When mortgage lenders ask, “Why should we implement a non-QM lending program,” I offer one simple response–$100 billion. That is the potential annual volume of the non-QM market. Given the current size of this market is less than $3 billion per year, it is easy to understand why so many lenders are racing to join in the growth of non-QM lending.
However, I have found that the question many lenders are actually asking is, “What kind of borrowers will I attract to my business with non-QM lending?” The answer to that question is also simple–creditworthy borrowers who do not fit the tight lending standards of today’s agency loan market. The number of borrowers who fit that profile is huge. In fact, according to the Mortgage Bankers Association (MBA), currently seven million potential homebuyers are unaware that they are able to qualify for a mortgage.
Take, for example, a borrower who has had a past foreclosure. Under agency standards, that borrower would have to wait seven years before they can obtain a mortgage. However, non-QM programs can help that borrower navigate his or her way out of the tight credit box and get a mortgage today.
Another group that is dependent on non-QM lending is the self-employed. Because these workers cannot verify their income through W-2 forms, the self-employed may be shut out of the agency market despite having good credit. With non-QM products like Angel Oak Mortgage Solutions’ Bank Statement Program, borrowers working in the “gig” economy can get approved using bank statements.
Still, others struggle to meet minimum down payment requirements or minimum FICO scores. Again, non-QM programs can help lenders close loans for these borrowers.
Smart lenders already realize that non-QM products are not just a last resort for borrowers who do not fit the agency mold. Rather, non-QM lending is an opportunity to reach new clients and grow loan volume.

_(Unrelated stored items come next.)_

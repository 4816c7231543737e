//! Runtime wiring resolved from the config file and command-line overrides.

use std::error::Error;

use crate::api::HttpChatClient;
use crate::core::config::Config;
use crate::core::identity::{CookieFile, CookieSource, SharedIdentity, StaticCookies};
use crate::core::storage::FileStore;

/// Per-invocation values that take precedence over `config.toml`.
#[derive(Debug, Clone, Default)]
pub struct Overrides {
    pub base_url: Option<String>,
    /// Raw cookie header, as a browser would send it.
    pub cookie: Option<String>,
}

pub type ResolvedIdentity = SharedIdentity<Box<dyn CookieSource>, FileStore>;

#[derive(Debug, Clone)]
pub struct ClientContext {
    config: Config,
    overrides: Overrides,
}

impl ClientContext {
    pub fn new(config: Config, overrides: Overrides) -> Self {
        Self { config, overrides }
    }

    pub fn config(&self) -> &Config {
        &self.config
    }

    pub fn base_url(&self) -> &str {
        self.overrides
            .base_url
            .as_deref()
            .filter(|url| !url.trim().is_empty())
            .unwrap_or_else(|| self.config.effective_base_url())
    }

    pub fn transport(&self) -> HttpChatClient {
        HttpChatClient::new(self.base_url())
    }

    pub fn local_store(&self) -> Result<FileStore, Box<dyn Error>> {
        FileStore::in_dir(self.config.storage_dir.as_deref())
    }

    /// The command-line cookie wins over the configured cookie file.
    pub fn cookies(&self) -> Box<dyn CookieSource> {
        match (&self.overrides.cookie, &self.config.cookie_file) {
            (Some(header), _) => Box::new(StaticCookies(Some(header.clone()))),
            (None, Some(path)) => Box::new(CookieFile::new(path.clone())),
            (None, None) => Box::new(StaticCookies(None)),
        }
    }

    pub fn identity(&self) -> Result<ResolvedIdentity, Box<dyn Error>> {
        Ok(SharedIdentity::new(self.cookies(), self.local_store()?))
    }
}
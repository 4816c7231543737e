//! Read-only access to the identity record written by the sign-in flow.
//!
//! The record is a JSON object shared across the web views, stored
//! URL-encoded in the `guardianUser` cookie and, as a fallback, under the same
//! key in local storage. This module never writes or deletes it.

use serde::Deserialize;
use std::fmt;
use std::fs;
use std::path::PathBuf;
use tracing::{debug, warn};
use unicode_segmentation::UnicodeSegmentation;

use crate::core::constants::{ANONYMOUS_INITIALS, IDENTITY_KEY};
use crate::core::storage::LocalStore;
use crate::core::view::IdentityDisplay;

/// Account ids arrive as numbers from the auth API but as strings from older
/// records.
#[derive(Debug, Clone, PartialEq, Eq, Deserialize)]
#[serde(untagged)]
pub enum UserId {
    Numeric(u64),
    Text(String),
}

impl fmt::Display for UserId {
    fn fmt(&self, f: &mut fmt::Formatter<'_>) -> fmt::Result {
        match self {
            UserId::Numeric(id) => write!(f, "{id}"),
            UserId::Text(id) => f.write_str(id),
        }
    }
}

#[derive(Debug, Clone, PartialEq, Eq, Deserialize)]
pub struct Identity {
    pub id: UserId,
    pub name: String,
    #[serde(default)]
    pub role: String,
}

impl Identity {
    pub fn initials(&self) -> String {
        initials_for(&self.name)
    }

    pub fn display(&self) -> IdentityDisplay {
        IdentityDisplay {
            name: Some(self.name.clone()),
            initials: self.initials(),
        }
    }
}

/// First two grapheme clusters of `name`, upper-cased.
pub fn initials_for(name: &str) -> String {
    let head: String = name.trim().graphemes(true).take(2).collect();
    if head.is_empty() {
        ANONYMOUS_INITIALS.to_string()
    } else {
        head.to_uppercase()
    }
}

pub fn anonymous_display() -> IdentityDisplay {
    IdentityDisplay {
        name: None,
        initials: ANONYMOUS_INITIALS.to_string(),
    }
}

pub fn display_for(identity: Option<&Identity>) -> IdentityDisplay {
    identity.map(Identity::display).unwrap_or_else(anonymous_display)
}

/// Parses a serialized identity record. Anything unusable is anonymous.
pub fn parse_identity(raw: &str) -> Option<Identity> {
    match serde_json::from_str::<Identity>(raw) {
        Ok(identity) => Some(identity),
        Err(err) => {
            debug!("ignoring unreadable identity record: {err}");
            None
        }
    }
}

/// Finds `name` in a `Cookie`-style header (`a=1; b=2`) and URL-decodes it.
/// When the name repeats, the last occurrence wins.
pub fn cookie_value(cookie_header: &str, name: &str) -> Option<String> {
    cookie_header
        .split(';')
        .filter_map(|pair| pair.trim().split_once('='))
        .filter(|(key, _)| *key == name)
        .last()
        .and_then(|(_, value)| match urlencoding::decode(value) {
            Ok(decoded) => Some(decoded.into_owned()),
            Err(err) => {
                debug!("cookie {name} is not valid URL encoding: {err}");
                None
            }
        })
        .filter(|value| !value.is_empty())
}

/// Source of the raw cookie header shared with the web views.
pub trait CookieSource {
    fn cookie_header(&self) -> Option<String>;
}

impl<C: CookieSource + ?Sized> CookieSource for Box<C> {
    fn cookie_header(&self) -> Option<String> {
        (**self).cookie_header()
    }
}

/// Cookie header given verbatim (command line, tests).
#[derive(Debug, Clone, Default)]
pub struct StaticCookies(pub Option<String>);

impl CookieSource for StaticCookies {
    fn cookie_header(&self) -> Option<String> {
        self.0.clone()
    }
}

/// Cookie header read from a file the sign-in flow exports.
#[derive(Debug, Clone)]
pub struct CookieFile {
    path: PathBuf,
}

impl CookieFile {
    pub fn new(path: PathBuf) -> Self {
        Self { path }
    }
}

impl CookieSource for CookieFile {
    fn cookie_header(&self) -> Option<String> {
        match fs::read_to_string(&self.path) {
            Ok(contents) => Some(contents.trim().to_string()),
            Err(err) if err.kind() == std::io::ErrorKind::NotFound => None,
            Err(err) => {
                warn!("cannot read cookie file {}: {err}", self.path.display());
                None
            }
        }
    }
}

pub trait IdentityProvider {
    fn resolve(&self) -> Option<Identity>;
}

/// Resolves the shared identity: cookie first, local record second.
pub struct SharedIdentity<C, S> {
    cookies: C,
    store: S,
}

impl<C: CookieSource, S: LocalStore> SharedIdentity<C, S> {
    pub fn new(cookies: C, store: S) -> Self {
        Self { cookies, store }
    }

    fn from_cookie(&self) -> Option<String> {
        self.cookies
            .cookie_header()
            .and_then(|header| cookie_value(&header, IDENTITY_KEY))
    }

    fn from_store(&self) -> Option<String> {
        match self.store.get(IDENTITY_KEY) {
            Ok(value) => value.filter(|value| !value.is_empty()),
            Err(err) => {
                warn!("local identity record unavailable: {err}");
                None
            }
        }
    }
}

impl<C: CookieSource, S: LocalStore> IdentityProvider for SharedIdentity<C, S> {
    fn resolve(&self) -> Option<Identity> {
        // A present but unreadable cookie does not fall through to storage.
        let raw = self.from_cookie().or_else(|| self.from_store())?;
        parse_identity(&raw)
    }
}

/// Provider for sessions that never have a signed-in user.
pub struct Anonymous;

impl IdentityProvider for Anonymous {
    fn resolve(&self) -> Option<Identity> {
        None
    }
}

#[cfg(test)]
mod tests {
    use super::*;
    use crate::core::storage::MemoryStore;
    use tempfile::TempDir;

    const RECORD: &str = r#"{"id":7,"name":"Vikram Patel","email":"v@example.org","phone":"99","role":"Client","is_verified_Advocate":false}"#;

    fn encoded(raw: &str) -> String {
        urlencoding::encode(raw).into_owned()
    }

    #[test]
    fn cookie_wins_over_local_record() {
        let cookie = format!(
            "theme=dark; guardianUser={}",
            encoded(r#"{"id":1,"name":"Asha Rao","role":"Advocate"}"#)
        );
        let provider = SharedIdentity::new(
            StaticCookies(Some(cookie)),
            MemoryStore::new().with_entry(IDENTITY_KEY, RECORD),
        );

        let identity = provider.resolve().expect("identity from cookie");
        assert_eq!(identity.name, "Asha Rao");
        assert_eq!(identity.role, "Advocate");
        assert_eq!(identity.id, UserId::Numeric(1));
    }

    #[test]
    fn local_record_is_the_fallback() {
        let provider = SharedIdentity::new(
            StaticCookies(Some("other=1".into())),
            MemoryStore::new().with_entry(IDENTITY_KEY, RECORD),
        );

        let identity = provider.resolve().expect("identity from storage");
        assert_eq!(identity.name, "Vikram Patel");
        assert_eq!(identity.initials(), "VI");
        assert_eq!(identity.id.to_string(), "7");
    }

    #[test]
    fn absence_and_garbage_are_anonymous() {
        let empty = SharedIdentity::new(StaticCookies(None), MemoryStore::new());
        assert_eq!(empty.resolve(), None);

        let garbage = SharedIdentity::new(
            StaticCookies(Some("guardianUser=%7Bbroken".into())),
            MemoryStore::new(),
        );
        assert_eq!(garbage.resolve(), None);

        let nameless = SharedIdentity::new(
            StaticCookies(None),
            MemoryStore::new().with_entry(IDENTITY_KEY, r#"{"id":3}"#),
        );
        assert_eq!(nameless.resolve(), None);
    }

    #[test]
    fn string_ids_and_missing_role_are_accepted() {
        let identity = parse_identity(r#"{"id":"u-9","name":"Meera"}"#).expect("parses");
        assert_eq!(identity.id, UserId::Text("u-9".into()));
        assert_eq!(identity.role, "");
    }

    #[test]
    fn cookie_lookup_matches_exact_names_and_keeps_equals_signs() {
        let header = "guardianUserX=1; guardianUser=a%3Db==; guardianUser=last";
        assert_eq!(cookie_value(header, "guardianUser").as_deref(), Some("last"));

        let header = "guardianUser=a%3Db==";
        assert_eq!(cookie_value(header, "guardianUser").as_deref(), Some("a=b=="));

        assert_eq!(cookie_value("guardianUser=", "guardianUser"), None);
    }

    #[test]
    fn initials_use_graphemes() {
        assert_eq!(initials_for("vikram"), "VI");
        assert_eq!(initials_for("  ana  "), "AN");
        assert_eq!(initials_for("É"), "É");
        assert_eq!(initials_for(""), ANONYMOUS_INITIALS);
        assert_eq!(initials_for("अनु"), "अनु".graphemes(true).take(2).collect::<String>());
    }

    #[test]
    fn cookie_file_is_read_and_missing_file_is_none() {
        let temp_dir = TempDir::new().expect("Failed to create temp directory");
        let path = temp_dir.path().join("cookies.txt");

        assert_eq!(CookieFile::new(path.clone()).cookie_header(), None);

        fs::write(&path, format!("guardianUser={}\n", encoded(RECORD))).unwrap();
        let provider = SharedIdentity::new(CookieFile::new(path), MemoryStore::new());
        assert_eq!(provider.resolve().map(|i| i.name), Some("Vikram Patel".into()));
    }

    #[test]
    fn anonymous_display_has_no_name() {
        let display = display_for(None);
        assert_eq!(display.name, None);
        assert_eq!(display.initials, ANONYMOUS_INITIALS);
    }
}
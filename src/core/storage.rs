//! Key/value string storage backing the settings and identity records.
//!
//! [`FileStore`] keeps every key in one JSON object on disk and replaces the
//! file atomically on each write, so a reader sees either the previous map or
//! the new one. [`MemoryStore`] is the same contract without a disk.

use crate::core::config::data::path_display;
use directories::ProjectDirs;
use std::collections::BTreeMap;
use std::error::Error as StdError;
use std::fmt;
use std::fs;
use std::io::Write;
use std::path::{Path, PathBuf};
use tempfile::NamedTempFile;

/// Errors raised while reading or writing the local store.
#[derive(Debug)]
pub enum StorageError {
    /// The backing file exists but could not be read.
    Read {
        path: PathBuf,
        source: std::io::Error,
    },

    /// The backing file is not a JSON object of strings.
    Parse {
        path: PathBuf,
        source: serde_json::Error,
    },

    /// Writing or replacing the backing file failed.
    Write {
        path: PathBuf,
        source: std::io::Error,
    },
}

impl fmt::Display for StorageError {
    fn fmt(&self, f: &mut fmt::Formatter<'_>) -> fmt::Result {
        match self {
            StorageError::Read { path, source } => {
                write!(f, "Failed to read storage at {}: {}", path_display(path), source)
            }
            StorageError::Parse { path, source } => {
                write!(f, "Failed to parse storage at {}: {}", path_display(path), source)
            }
            StorageError::Write { path, source } => {
                write!(f, "Failed to write storage at {}: {}", path_display(path), source)
            }
        }
    }
}

impl StdError for StorageError {
    fn source(&self) -> Option<&(dyn StdError + 'static)> {
        match self {
            StorageError::Read { source, .. } => Some(source),
            StorageError::Parse { source, .. } => Some(source),
            StorageError::Write { source, .. } => Some(source),
        }
    }
}

/// Browser-style local storage: string values under string keys.
pub trait LocalStore {
    fn get(&self, key: &str) -> Result<Option<String>, StorageError>;
    fn set(&mut self, key: &str, value: &str) -> Result<(), StorageError>;
    fn remove(&mut self, key: &str) -> Result<(), StorageError>;
}

#[derive(Debug, Default, Clone)]
pub struct MemoryStore {
    entries: BTreeMap<String, String>,
}

impl MemoryStore {
    pub fn new() -> Self {
        Self::default()
    }

    pub fn with_entry(mut self, key: &str, value: &str) -> Self {
        self.entries.insert(key.to_string(), value.to_string());
        self
    }
}

impl LocalStore for MemoryStore {
    fn get(&self, key: &str) -> Result<Option<String>, StorageError> {
        Ok(self.entries.get(key).cloned())
    }

    fn set(&mut self, key: &str, value: &str) -> Result<(), StorageError> {
        self.entries.insert(key.to_string(), value.to_string());
        Ok(())
    }

    fn remove(&mut self, key: &str) -> Result<(), StorageError> {
        self.entries.remove(key);
        Ok(())
    }
}

#[derive(Debug, Clone)]
pub struct FileStore {
    path: PathBuf,
}

impl FileStore {
    pub const FILE_NAME: &'static str = "local_storage.json";

    pub fn new(path: PathBuf) -> Self {
        Self { path }
    }

    /// Store inside `dir`, or the platform data directory when `dir` is `None`.
    pub fn in_dir(dir: Option<&Path>) -> Result<Self, Box<dyn StdError>> {
        let dir = match dir {
            Some(dir) => dir.to_path_buf(),
            None => ProjectDirs::from("org", "guardian", "guardian")
                .ok_or("Failed to determine data directory")?
                .data_dir()
                .to_path_buf(),
        };
        Ok(Self::new(dir.join(Self::FILE_NAME)))
    }

    pub fn path(&self) -> &Path {
        &self.path
    }

    fn read_map(&self) -> Result<BTreeMap<String, String>, StorageError> {
        if !self.path.exists() {
            return Ok(BTreeMap::new());
        }
        let contents = fs::read_to_string(&self.path).map_err(|source| StorageError::Read {
            path: self.path.clone(),
            source,
        })?;
        if contents.trim().is_empty() {
            return Ok(BTreeMap::new());
        }
        serde_json::from_str(&contents).map_err(|source| StorageError::Parse {
            path: self.path.clone(),
            source,
        })
    }

    fn write_map(&self, map: &BTreeMap<String, String>) -> Result<(), StorageError> {
        let contents = serde_json::to_string_pretty(map)
            .map_err(std::io::Error::from)
            .and_then(|contents| replace_file(&self.path, contents.as_bytes()));
        contents.map_err(|source| StorageError::Write {
            path: self.path.clone(),
            source,
        })
    }
}

/// Writes `contents` to a temp file beside `path` and renames it into place,
/// creating missing parent directories.
pub(crate) fn replace_file(path: &Path, contents: &[u8]) -> std::io::Result<()> {
    let parent = path.parent().filter(|dir| !dir.as_os_str().is_empty());
    if let Some(dir) = parent {
        fs::create_dir_all(dir)?;
    }

    let mut temp_file = match parent {
        Some(dir) => NamedTempFile::new_in(dir)?,
        None => NamedTempFile::new()?,
    };
    temp_file.write_all(contents)?;
    temp_file.as_file_mut().sync_all()?;
    temp_file.persist(path).map_err(|err| err.error)?;
    Ok(())
}

impl LocalStore for FileStore {
    fn get(&self, key: &str) -> Result<Option<String>, StorageError> {
        Ok(self.read_map()?.remove(key))
    }

    fn set(&mut self, key: &str, value: &str) -> Result<(), StorageError> {
        // A corrupt map is replaced rather than blocking every future save.
        let mut map = match self.read_map() {
            Ok(map) => map,
            Err(StorageError::Parse { .. }) => BTreeMap::new(),
            Err(err) => return Err(err),
        };
        map.insert(key.to_string(), value.to_string());
        self.write_map(&map)
    }

    fn remove(&mut self, key: &str) -> Result<(), StorageError> {
        let mut map = self.read_map()?;
        if map.remove(key).is_some() {
            self.write_map(&map)?;
        }
        Ok(())
    }
}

The bottom line is that there are millions of potential borrowers across the country that need non-QM lending to purchase a home. Angel Oak Mortgage Solutions can help lenders identify these borrowers and start closing new loans right away. Loan officers should act as consultants to the borrower, helping them to find the best loan for their needs. Lenders who do not have access to the full range of products available cannot be true borrower consultants.
To learn how you can partner with the experts at Angel Oak Mortgage Solutions to uncover new business opportunities with non-QM lending, read their latest white paper at
Tom Hutchens is Senior Vice President of Sales and Marketing at Angel Oak Mortgage SolutionsTom Hutchens is senior vice president of sales and marketing at Angel Oak Mortgage Solutions, an Atlanta-based wholesale/correspondent lender licensed in more than 35 states and operating in the non-QM space for over three years. Tom has been in the real estate lending business for nearly 20 years. He may be reached by phone at (855) 539-4910 or e-mail [email protected].

This article originally appeared in the May 2017 print edition of National Mortgage Professional Magazine.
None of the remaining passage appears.